CBRE Research Chairman and Senior Economic Advisor Spencer Levy said he doesn’t think office landlords should be worried about the office sector’s return, at least beyond the short- or medium-term barriers to occupancy presented by the spread of the coronavirus.
For one, a preference for remote work is more life stage-dependent rather than being tied to Generation X, millennials, Gen Z or future generations throughout lifetimes, as is often argued, Levy said, citing CBRE research on the subject.
“People don’t go into offices — any more than they go into many retail environments — because they need to. They go back in there because they want to, and those want factors have not changed,” Levy said.
“They include making people happier, more productive, attracting and retaining talent, and the most important of all, which is creating the culture that you want for your company," he said. "And you just can’t do that over Zoom calls."
Calling a future rise in flexible work arrangements only marginal, Levy said the widespread knowledge that such arrangements are feasible existed long before the pandemic and that the potential of office work means it will be a mainstay for the long haul.
“The truth is that people haven’t quote-unquote needed office for a long time, but people continue to go back,” he said.
Others believe that remote work’s potential is news to enough companies like Morgan Stanley and Barclays for it to worry office landlords.
“Right now, CFOs are voting with their wallet,” Kropp said. "One of the biggest things that was holding up the movement to more remote work was a lot of senior leaders saying, ‘If I can’t see them, I’m going to assume they’re not working.’ That belief has been broken.”
It is this difference, along with technological advancements, that creates an existential threat to some types of offices, according to CREtech Leadership Board Member Antony Slumbers.
Echoing the Moody's Analytics comparison of the office’s unknown future to brick-and-mortar retail’s predicament, Slumbers cites a once-common belief that e-commerce didn’t pose an existential threat to clothing retailers, until apparel became the most popular item type to purchase online.
“I do find this attitude from a lot of the industry just saying, ‘Oh, well, yes, people are working remotely, but they don’t like it and are dying to come back to the office’ — it’s just stupid,” Slumbers said.
Though he, like Kropp and other observers, predicts a reduction in office needs in the long term, Slumbers said he expects a lot of that to be offset by specialized offices.
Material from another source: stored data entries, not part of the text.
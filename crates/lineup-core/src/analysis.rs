// Saved analyses: snapshots of one side's board, and their evaluation for
// the side-by-side compare view.

use chrono::{DateTime, Utc};
use serde::{Deserialize, Serialize};

use crate::assignment::{AssignmentMap, TeamSide};
use crate::formation::{
    apply_free_positions, layout_for, rotate_horizontal, Formation, FreePositions, PitchPoint,
    Slot,
};
use crate::player::Player;
use crate::rating::{team_rating, RatingPolicy, TeamRating};

/// A tactical arrow drawn on the pitch.
#[derive(Debug, Clone, Copy, PartialEq, Serialize, Deserialize)]
pub struct Arrow {
    pub from: PitchPoint,
    pub to: PitchPoint,
}

/// A persisted lineup. Every field is tolerant of absence since analyses are
/// read back from an external store.
#[derive(Debug, Clone, PartialEq, Serialize, Deserialize)]
#[serde(rename_all = "camelCase")]
pub struct SavedAnalysis {
    #[serde(default, skip_serializing_if = "Option::is_none")]
    pub id: Option<i64>,
    #[serde(default)]
    pub name: String,
    #[serde(default)]
    pub team: Option<String>,
    /// Formation id as stored; may be empty or unknown.
    #[serde(default)]
    pub formation: String,
    #[serde(default)]
    pub assigned: AssignmentMap,
    #[serde(default)]
    pub subs: Vec<Player>,
    #[serde(default)]
    pub free_positions: FreePositions,
    #[serde(default)]
    pub arrows: Vec<Arrow>,
    #[serde(default, skip_serializing_if = "Option::is_none")]
    pub created_at: Option<DateTime<Utc>>,
}

impl SavedAnalysis {
    /// Snapshot the current state of a side.
    pub fn from_side(name: impl Into<String>, side: &TeamSide) -> Self {
        SavedAnalysis {
            id: None,
            name: name.into(),
            team: side.team().map(str::to_string),
            formation: side.formation().id().to_string(),
            assigned: side.assigned().clone(),
            subs: side.bench().to_vec(),
            free_positions: FreePositions::new(),
            arrows: Vec::new(),
            created_at: Some(Utc::now()),
        }
    }

    /// The stored formation, falling back to the default when unknown.
    pub fn formation_or_default(&self) -> Formation {
        Formation::from_id(&self.formation).unwrap_or_default()
    }
}

/// Listing entry for saved analyses.
#[derive(Debug, Clone, PartialEq, Serialize, Deserialize)]
pub struct AnalysisSummary {
    pub id: i64,
    #[serde(default)]
    pub name: String,
    #[serde(default)]
    pub team: Option<String>,
}

impl AnalysisSummary {
    /// Display label: "name - team", with a placeholder for unnamed entries.
    pub fn label(&self) -> String {
        let name = if self.name.trim().is_empty() {
            "(unnamed)"
        } else {
            self.name.as_str()
        };
        match &self.team {
            Some(team) if !team.is_empty() => format!("{} - {}", name, team),
            _ => name.to_string(),
        }
    }
}

impl SavedAnalysis {
    /// Listing entry; `None` for analyses that were never stored.
    pub fn summary(&self) -> Option<AnalysisSummary> {
        Some(AnalysisSummary {
            id: self.id?,
            name: self.name.clone(),
            team: self.team.clone(),
        })
    }
}

/// A saved analysis resolved against its team's roster.
#[derive(Debug, Clone, PartialEq)]
pub struct AnalysisView {
    pub id: Option<i64>,
    pub name: String,
    pub team: Option<String>,
    pub formation: Formation,
    /// Slots on the horizontal pitch with free positions applied.
    pub points: Vec<Slot>,
    pub assigned: AssignmentMap,
    pub arrows: Vec<Arrow>,
    pub rating: TeamRating,
}

/// Lay out and rate a saved analysis for the compare view.
pub fn evaluate(analysis: &SavedAnalysis, roster: &[Player], policy: &RatingPolicy) -> AnalysisView {
    let formation = analysis.formation_or_default();
    let layout = layout_for(formation);
    let rotated = rotate_horizontal(&layout.slots);
    let points = apply_free_positions(&rotated, &analysis.free_positions);
    let rating = team_rating(&analysis.assigned, roster, &layout.roles, policy);

    AnalysisView {
        id: analysis.id,
        name: analysis.name.clone(),
        team: analysis.team.clone(),
        formation,
        points,
        assigned: analysis.assigned.clone(),
        arrows: analysis.arrows.clone(),
        rating,
    }
}

#[cfg(test)]
mod tests {
    use super::*;
    use crate::assignment::Orientation;
    use crate::formation::FreePosition;

    fn roster() -> Vec<Player> {
        vec![
            Player::new("Raya", "Goalkeeper", 85.0),
            Player::new("Rice", "Midfielder", 86.0),
        ]
    }

    #[test]
    fn deserializes_camel_case_shape() {
        let json = r#"{
            "id": 7,
            "name": "High press",
            "team": "Arsenal",
            "formation": "4-3-3",
            "assigned": {"0": "Raya"},
            "subs": [],
            "freePositions": {"0": {"xPercent": 12.0}},
            "arrows": [{"from": {"xPercent": 10, "yPercent": 10}, "to": {"xPercent": 20, "yPercent": 30}}]
        }"#;
        let a: SavedAnalysis = serde_json::from_str(json).unwrap();
        assert_eq!(a.id, Some(7));
        assert_eq!(a.assigned.get(&0).map(String::as_str), Some("Raya"));
        assert_eq!(a.free_positions.get(&0).and_then(|f| f.x), Some(12.0));
        assert_eq!(a.arrows.len(), 1);
        assert!(a.created_at.is_none());
    }

    #[test]
    fn sparse_analysis_still_parses() {
        let a: SavedAnalysis = serde_json::from_str("{}").unwrap();
        assert!(a.assigned.is_empty());
        assert_eq!(a.formation_or_default(), Formation::FourThreeThree);
    }

    #[test]
    fn from_side_snapshots_assignment_and_bench() {
        let mut side = TeamSide::new(Orientation::Top, Formation::FourFourTwo, RatingPolicy::default());
        side.reset(Some("Arsenal".into()), roster());
        let gk = PitchPoint::new(50.0, 5.0);
        side.resolve_drop(gk, &roster()[0]);
        side.resolve_drop(gk, &roster()[1]);

        let a = SavedAnalysis::from_side("Test", &side);
        assert_eq!(a.team.as_deref(), Some("Arsenal"));
        assert_eq!(a.formation, "4-4-2");
        assert_eq!(a.assigned.get(&0).map(String::as_str), Some("Rice"));
        assert_eq!(a.subs, vec![roster()[0].clone()]);
        assert!(a.created_at.is_some());

        let json = serde_json::to_value(&a).unwrap();
        assert!(json.get("freePositions").is_some());
        assert!(json.get("id").is_none());
    }

    #[test]
    fn evaluate_defaults_unknown_formation() {
        let a = SavedAnalysis {
            formation: "5-5-5".into(),
            ..serde_json::from_str("{}").unwrap()
        };
        let view = evaluate(&a, &roster(), &RatingPolicy::default());
        assert_eq!(view.formation, Formation::FourThreeThree);
        assert_eq!(view.points.len(), 11);
        assert_eq!(view.rating.average, 0.0);
    }

    #[test]
    fn evaluate_rotates_then_applies_free_positions() {
        let mut a: SavedAnalysis = serde_json::from_str("{}").unwrap();
        a.formation = "4-3-3".into();
        a.assigned.insert(0, "Raya".into());
        a.free_positions.insert(
            1,
            FreePosition {
                x: None,
                y: Some(42.0),
            },
        );
        let view = evaluate(&a, &roster(), &RatingPolicy::default());
        // Goalkeeper (50, 5) rotated to (5, 50)
        assert_eq!(view.points[0].point, PitchPoint::new(5.0, 50.0));
        // Slot 1 keeps its rotated x, takes the override y
        let base = rotate_horizontal(&layout_for(Formation::FourThreeThree).slots);
        assert_eq!(view.points[1].point.x, base[1].point.x);
        assert_eq!(view.points[1].point.y, 42.0);
        assert!((view.rating.average - 85.0).abs() < 1e-9);
    }

    #[test]
    fn summary_label() {
        let s = AnalysisSummary {
            id: 1,
            name: "".into(),
            team: Some("Arsenal".into()),
        };
        assert_eq!(s.label(), "(unnamed) - Arsenal");
        let s = AnalysisSummary {
            id: 2,
            name: "Low block".into(),
            team: None,
        };
        assert_eq!(s.label(), "Low block");
    }
}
Those will be earning more than ever before as thousands of companies continue to need offices for the foreseeable future.
“Offices are only going to survive if landlords can inculcate desire among their customers,” Slumbers said. “Depending on who you are and how you operate, this is either a very big bur or a very big feature.”
CORRECTION, MAY 22, 10:11 A.M. PT: A previous version of this story gave an underestimate for the amount of office space in the U.S. Nareit recently estimated there is over 11B SF of office space in the country. The story has been updated.